Als der Projektbegriff unter dem Einfluss des kindzentrierten Teils der amerikanischen Reformpädagogen Anfang des 20. Jahrhunderts allerdings seine feste Bindung an den technischen Bereich verliert,10 entwickelte der amerikanische Philosoph und Pädagoge Dewey (1859-1952) erstmals unter politischen, philosophischen, lernpsychologischen und pädagogischen Aspekten ein umfassendes Konzept, welches wir heute in unserem Sinn als Projektunterricht bezeichnen.11
1. THEORETISCHE GRUNDLAGEN: Dieses Kapitel erläutert die historische Entwicklung und die wesentlichen pädagogischen Merkmale des Projektunterrichts sowie dessen Verankerung im bayerischen Lehrplan.
2. PRAKTISCHE UMSETZUNG: Dieser Teil beschreibt detailliert die organisatorische Vorbereitung, die pädagogische Begründung des Projekts „clever essen“ und den konkreten Ablauf der drei Projekttage inklusive der Reflexionsphasen.
NACHBETRACHTUNG: Das abschließende Kapitel reflektiert den Projekterfolg, bewertet die eingesetzten Methoden kritisch und zieht eine Bilanz hinsichtlich der Eigenaktivität und der Lernprozesse der beteiligten Schüler.

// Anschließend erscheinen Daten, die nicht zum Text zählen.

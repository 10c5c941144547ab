use crate::font_builder::{FontBuilder, Lookup};
use crate::shape;

fn hangul_font() -> Vec<u8> {
    let mut builder = FontBuilder::new(500);
    builder.glyph('\u{1100}', 1000); // 1
    builder.glyph('\u{1161}', 0); // 2
    builder.glyph('\u{AC00}', 1000); // 3
    builder.build()
}

#[test]
fn jamo_compose_into_syllable() {
    assert_eq!(shape(&hangul_font(), "\u{1100}\u{1161}", ""), "gid3=0+1000");
}

#[test]
fn precomposed_syllable() {
    assert_eq!(shape(&hangul_font(), "\u{AC00}", ""), "gid3=0+1000");
}

#[test]
fn syllables_stay_separate() {
    assert_eq!(
        shape(&hangul_font(), "\u{1100}\u{1161}\u{AC00}", ""),
        "gid3=0+1000|gid3=2+1000"
    );
}

fn thai_font() -> Vec<u8> {
    let mut builder = FontBuilder::new(500);
    let ko_kai = builder.glyph('\u{0E01}', 600); // 1
    builder.glyph('\u{0E4D}', 0); // 2, nikhahit
    builder.glyph('\u{0E32}', 400); // 3, sara aa
    builder
        .gsub()
        .script(b"thai")
        .feature(b"ccmp", Lookup::Single(vec![(ko_kai, ko_kai)]));
    builder.build()
}

#[test]
fn sara_am_is_decomposed() {
    assert_eq!(
        shape(&thai_font(), "\u{0E01}\u{0E33}", ""),
        "gid1=0+600|gid2=0+0|gid3=0+400"
    );
}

Projektunterricht, Ernährungserziehung, Grundschule, Handlungsorientierung, Projektwoche, Gesundheitsförderung, Methodenkompetenz, Schüleraktivierung, Selbstständigkeit, Projektplanung, Interdisziplinarität, Soziallernen, Dewey, Ernährung, Lehrplan.
Die Arbeit beschäftigt sich mit der Konzeption und Durchführung von Projektunterricht im Grundschulbereich, angewandt auf das Thema gesunde Ernährung.

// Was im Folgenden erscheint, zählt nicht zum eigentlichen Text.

use super::ShaperData;
use crate::buffer::{Buffer, BufferClusterLevel, BufferFlags, GlyphInfo};
use crate::face::Face;
use crate::ot::{FeatureFlags, Map};
use crate::plan::{ShapePlan, ShapePlanner};
use crate::{Mask, Tag};

const LJMO: u8 = 1;
const VJMO: u8 = 2;
const TJMO: u8 = 3;

const L_BASE: u32 = 0x1100;
const V_BASE: u32 = 0x1161;
const T_BASE: u32 = 0x11A7;
const L_COUNT: u32 = 19;
const V_COUNT: u32 = 21;
const T_COUNT: u32 = 28;
const N_COUNT: u32 = V_COUNT * T_COUNT;
const S_COUNT: u32 = L_COUNT * N_COUNT;
const S_BASE: u32 = 0xAC00;

const DOTTED_CIRCLE: u32 = 0x25CC;

impl GlyphInfo {
    fn hangul_shaping_feature(&self) -> u8 {
        self.complex_aux()
    }

    fn set_hangul_shaping_feature(&mut self, feature: u8) {
        self.set_complex_aux(feature)
    }
}

pub struct HangulShapePlan {
    mask_array: [Mask; 4],
}

impl HangulShapePlan {
    pub fn new(map: &Map) -> Self {
        HangulShapePlan {
            mask_array: [
                0,
                map.one_mask(Tag::from_bytes(b"ljmo")),
                map.one_mask(Tag::from_bytes(b"vjmo")),
                map.one_mask(Tag::from_bytes(b"tjmo")),
            ],
        }
    }
}

pub fn collect_features(planner: &mut ShapePlanner) {
    for tag in [b"ljmo", b"vjmo", b"tjmo"] {
        planner
            .ot_map
            .add_feature(Tag::from_bytes(tag), FeatureFlags::empty(), 1);
    }
}

pub fn override_features(planner: &mut ShapePlanner) {
    // Some CJK fonts put all their jamo lookups in `calt`, which Uniscribe
    // does not apply for Hangul.
    planner.ot_map.disable_feature(Tag::from_bytes(b"calt"));
}

fn is_combining_l(u: u32) -> bool {
    (L_BASE..L_BASE + L_COUNT).contains(&u)
}

fn is_combining_v(u: u32) -> bool {
    (V_BASE..V_BASE + V_COUNT).contains(&u)
}

fn is_combining_t(u: u32) -> bool {
    (T_BASE + 1..T_BASE + T_COUNT).contains(&u)
}

fn is_combined_s(u: u32) -> bool {
    (S_BASE..S_BASE + S_COUNT).contains(&u)
}

fn is_l(u: u32) -> bool {
    matches!(u, 0x1100..=0x115F | 0xA960..=0xA97C)
}

fn is_v(u: u32) -> bool {
    matches!(u, 0x1160..=0x11A7 | 0xD7B0..=0xD7C6)
}

fn is_t(u: u32) -> bool {
    matches!(u, 0x11A8..=0x11FF | 0xD7CB..=0xD7FB)
}

fn is_tone_mark(u: u32) -> bool {
    matches!(u, 0x302E | 0x302F)
}

/// The precomposed syllable for `<L,V,T?>`, if Unicode has one.
fn compose_syllable(l: u32, v: u32, t: Option<u32>) -> Option<u32> {
    if !is_combining_l(l) || !is_combining_v(v) {
        return None;
    }

    let t_index = match t {
        Some(t) if is_combining_t(t) => t - T_BASE,
        Some(_) => return None,
        None => 0,
    };

    Some(S_BASE + (l - L_BASE) * N_COUNT + (v - V_BASE) * T_COUNT + t_index)
}

/// Splits a precomposed syllable into its jamo. The trailing one is
/// `T_BASE` for an LV syllable.
fn decompose_syllable(s: u32) -> [u32; 3] {
    let l_index = (s - S_BASE) / N_COUNT;
    let n_index = (s - S_BASE) % N_COUNT;
    [
        L_BASE + l_index,
        V_BASE + n_index / T_COUNT,
        T_BASE + n_index % T_COUNT,
    ]
}

fn is_zero_width_char(face: &Face, u: u32) -> bool {
    face.get_nominal_glyph(u)
        .map_or(false, |glyph| face.glyph_h_advance(glyph) == 0)
}

/// Composes whole syllables the font supports and decomposes the rest into
/// jamo tagged for `ljmo`/`vjmo`/`tjmo`. A tone mark after a syllable moves
/// in front of it unless it overstrikes.
pub fn preprocess_text(_: &ShapePlan, face: &Face, buffer: &mut Buffer) {
    buffer.clear_output();

    // Extent of the last syllable in the output; valid when start < end.
    let mut start = 0;
    let mut end = 0;
    buffer.idx = 0;
    while buffer.idx < buffer.len() {
        let u = buffer.cur(0).glyph_id;

        if is_tone_mark(u) {
            if start < end && end == buffer.out_len() {
                buffer.unsafe_to_break_from_outbuffer(start, buffer.idx);
                buffer.next_glyph();
                if !is_zero_width_char(face, u) {
                    buffer.merge_out_clusters(start, end + 1);
                    buffer.out_info[start..=end].rotate_right(1);
                }
            } else if !buffer
                .flags
                .contains(BufferFlags::DO_NOT_INSERT_DOTTED_CIRCLE)
                && face.has_glyph(DOTTED_CIRCLE)
            {
                // No syllable to sit on; give the mark a dotted circle.
                let chars = if is_zero_width_char(face, u) {
                    [DOTTED_CIRCLE, u]
                } else {
                    [u, DOTTED_CIRCLE]
                };
                buffer.replace_glyphs(1, 2, &chars);
            } else {
                buffer.next_glyph();
            }

            start = buffer.out_len();
            end = start;
            continue;
        }

        // A potential syllable start, used once `end` moves past it.
        start = buffer.out_len();

        if is_l(u) && buffer.idx + 1 < buffer.len() {
            let l = u;
            let v = buffer.cur(1).glyph_id;
            if is_v(v) {
                let t = if buffer.idx + 2 < buffer.len() && is_t(buffer.cur(2).glyph_id) {
                    Some(buffer.cur(2).glyph_id)
                } else {
                    None
                };

                let len = if t.is_some() { 3 } else { 2 };
                buffer.unsafe_to_break(buffer.idx, buffer.idx + len);

                if let Some(s) = compose_syllable(l, v, t) {
                    if face.has_glyph(s) {
                        buffer.replace_glyphs(len, 1, &[s]);
                        end = start + 1;
                        continue;
                    }
                }

                // Old Hangul or a font without the precomposed glyph.
                buffer.cur_mut(0).set_hangul_shaping_feature(LJMO);
                buffer.next_glyph();
                buffer.cur_mut(0).set_hangul_shaping_feature(VJMO);
                buffer.next_glyph();
                if t.is_some() {
                    buffer.cur_mut(0).set_hangul_shaping_feature(TJMO);
                    buffer.next_glyph();
                }
                end = start + len;

                if buffer.cluster_level == BufferClusterLevel::MonotoneGraphemes {
                    buffer.merge_out_clusters(start, end);
                }

                continue;
            }
        } else if is_combined_s(u) {
            // <LV>, <LVT> or <LV,T>.
            let s = u;
            let has_glyph = face.has_glyph(s);
            let jamo = decompose_syllable(s);
            let is_lv = jamo[2] == T_BASE;
            let next_is_t = buffer.idx + 1 < buffer.len() && is_t(buffer.cur(1).glyph_id);

            if is_lv && next_is_t && is_combining_t(buffer.cur(1).glyph_id) {
                let new_s = s + (buffer.cur(1).glyph_id - T_BASE);
                if face.has_glyph(new_s) {
                    buffer.replace_glyphs(2, 1, &[new_s]);
                    end = start + 1;
                    continue;
                }

                buffer.unsafe_to_break(buffer.idx, buffer.idx + 2);
            }

            // Decompose when the font lacks the syllable, or when an LV is
            // followed by a T it cannot combine with.
            if !has_glyph || (is_lv && next_is_t) {
                if face.has_glyph(jamo[0])
                    && face.has_glyph(jamo[1])
                    && (is_lv || face.has_glyph(jamo[2]))
                {
                    let mut len = if is_lv { 2 } else { 3 };
                    buffer.replace_glyphs(1, len, &jamo);

                    // The following T belongs to the syllable.
                    if has_glyph && is_lv {
                        buffer.next_glyph();
                        len += 1;
                    }

                    end = start + len;
                    buffer.out_info[start].set_hangul_shaping_feature(LJMO);
                    buffer.out_info[start + 1].set_hangul_shaping_feature(VJMO);
                    if start + 2 < end {
                        buffer.out_info[start + 2].set_hangul_shaping_feature(TJMO);
                    }

                    if buffer.cluster_level == BufferClusterLevel::MonotoneGraphemes {
                        buffer.merge_out_clusters(start, end);
                    }

                    continue;
                }
            }

            if has_glyph {
                end = start + 1;
                buffer.next_glyph();
                continue;
            }
        }

        // Not a syllable; `end <= start` keeps tone marks from moving.
        buffer.next_glyph();
    }

    buffer.swap_buffers();
}

pub fn setup_masks(plan: &ShapePlan, _: &Face, buffer: &mut Buffer) {
    let Some(ShaperData::Hangul(hangul_plan)) = &plan.data else {
        return;
    };

    for info in buffer.info_slice_mut() {
        let feature = usize::from(info.hangul_shaping_feature());
        info.mask |= hangul_plan.mask_array.get(feature).copied().unwrap_or(0);
    }
}

#[cfg(test)]
mod tests {
    use super::*;

    #[test]
    fn composes_modern_syllables() {
        assert_eq!(compose_syllable(0x1100, 0x1161, None), Some(0xAC00));
        assert_eq!(compose_syllable(0x1100, 0x1161, Some(0x11A8)), Some(0xAC01));
        assert_eq!(compose_syllable(0x1112, 0x1175, Some(0x11C2)), Some(0xD7A3));
    }

    #[test]
    fn old_hangul_does_not_compose() {
        // Old Hangul initial and vowel.
        assert_eq!(compose_syllable(0x1113, 0x1161, None), None);
        assert_eq!(compose_syllable(0x1100, 0x1176, None), None);
        // Old Hangul final.
        assert_eq!(compose_syllable(0x1100, 0x1161, Some(0x11C3)), None);
    }

    #[test]
    fn decomposes_syllables() {
        assert_eq!(decompose_syllable(0xAC00), [0x1100, 0x1161, T_BASE]);
        assert_eq!(decompose_syllable(0xAC01), [0x1100, 0x1161, 0x11A8]);
    }

    #[test]
    fn jamo_classes() {
        assert!(is_l(0xA960));
        assert!(is_v(0x1160));
        assert!(is_t(0xD7FB));
        assert!(!is_t(0x11A7));
        assert!(is_tone_mark(0x302E));
    }
}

Die Schwerpunkte liegen auf der Theorie des Projektunterrichts, der Ernährungserziehung, der praktischen Durchführung von Projekttagen und der Förderung von Schlüsselkompetenzen durch schülerzentriertes Arbeiten.
Das Ziel ist die Erprobung eines handlungsorientierten Lehrkonzepts, um Kindern ein gesundheitsbewusstes Verbraucherverhalten durch eigene Erfahrung zu vermitteln.

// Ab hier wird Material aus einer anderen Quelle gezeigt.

use crate::font_builder::FontBuilder;
use crate::shape;

fn font() -> Vec<u8> {
    let mut builder = FontBuilder::new(500);
    builder.glyph('A', 600); // 1
    builder.glyph('B', 700); // 2
    builder.glyph(' ', 250); // 3
    builder.build()
}

#[test]
fn hidden_with_space_glyph() {
    assert_eq!(
        shape(&font(), "A\u{200B}B", ""),
        "gid1=0+600|gid3=1+0|gid2=2+700"
    );
}

#[test]
fn hidden_with_invisible_glyph() {
    assert_eq!(
        shape(&font(), "A\u{200B}B", "--invisible-glyph=2"),
        "gid1=0+600|gid2=1+0|gid2=2+700"
    );
}

#[test]
fn removed() {
    assert_eq!(
        shape(&font(), "A\u{200B}B", "--remove-default-ignorables"),
        "gid1=0+600|gid2=2+700"
    );
}

#[test]
fn preserved() {
    assert_eq!(
        shape(&font(), "A\u{200B}B", "--preserve-default-ignorables"),
        "gid1=0+600|gid0=1+500|gid2=2+700"
    );
}

#[test]
fn preserve_wins_over_remove() {
    assert_eq!(
        shape(
            &font(),
            "A\u{200B}B",
            "--preserve-default-ignorables --remove-default-ignorables"
        ),
        "gid1=0+600|gid0=1+500|gid2=2+700"
    );
}

#[test]
fn space_variants_use_space_fallback() {
    // EM SPACE has no glyph and becomes a space as wide as the em.
    assert_eq!(shape(&font(), "A\u{2003}B", ""), "gid1=0+600|gid3=1+1000|gid2=2+700");
}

Es handelt sich um eine pädagogische Hausarbeit, die den Projektunterricht theoretisch herleitet und anhand eines konkreten Praxisbeispiels reflektiert.
Der Hauptteil gliedert sich in eine theoretische fundierte Auseinandersetzung mit dem Projektbegriff und eine detaillierte Dokumentation des Projekts „clever essen“.
Wichtige Begriffe sind Projektunterricht, Ernährungserziehung, Handlungsorientierung, Schüleraktivierung und Selbstständigkeit.
Die Themenfindung erfolgte in Anlehnung an den Lehrplan, jedoch unter Berücksichtigung der Interessen der Schüler, um eine hohe Identifikation und Motivation zu erreichen.
Die Reflexionsphase ermöglicht es den Schülern, ihren eigenen Lernprozess und den Projekterfolg einzuschätzen, was zur Förderung ihrer Selbstbeurteilungskompetenz dient.
Der Lehrer agierte während der Projekttage als „Hintergrundlehrer“ und Koordinator, um den Schülern den nötigen Freiraum für eigenverantwortliches Handeln zu gewähren.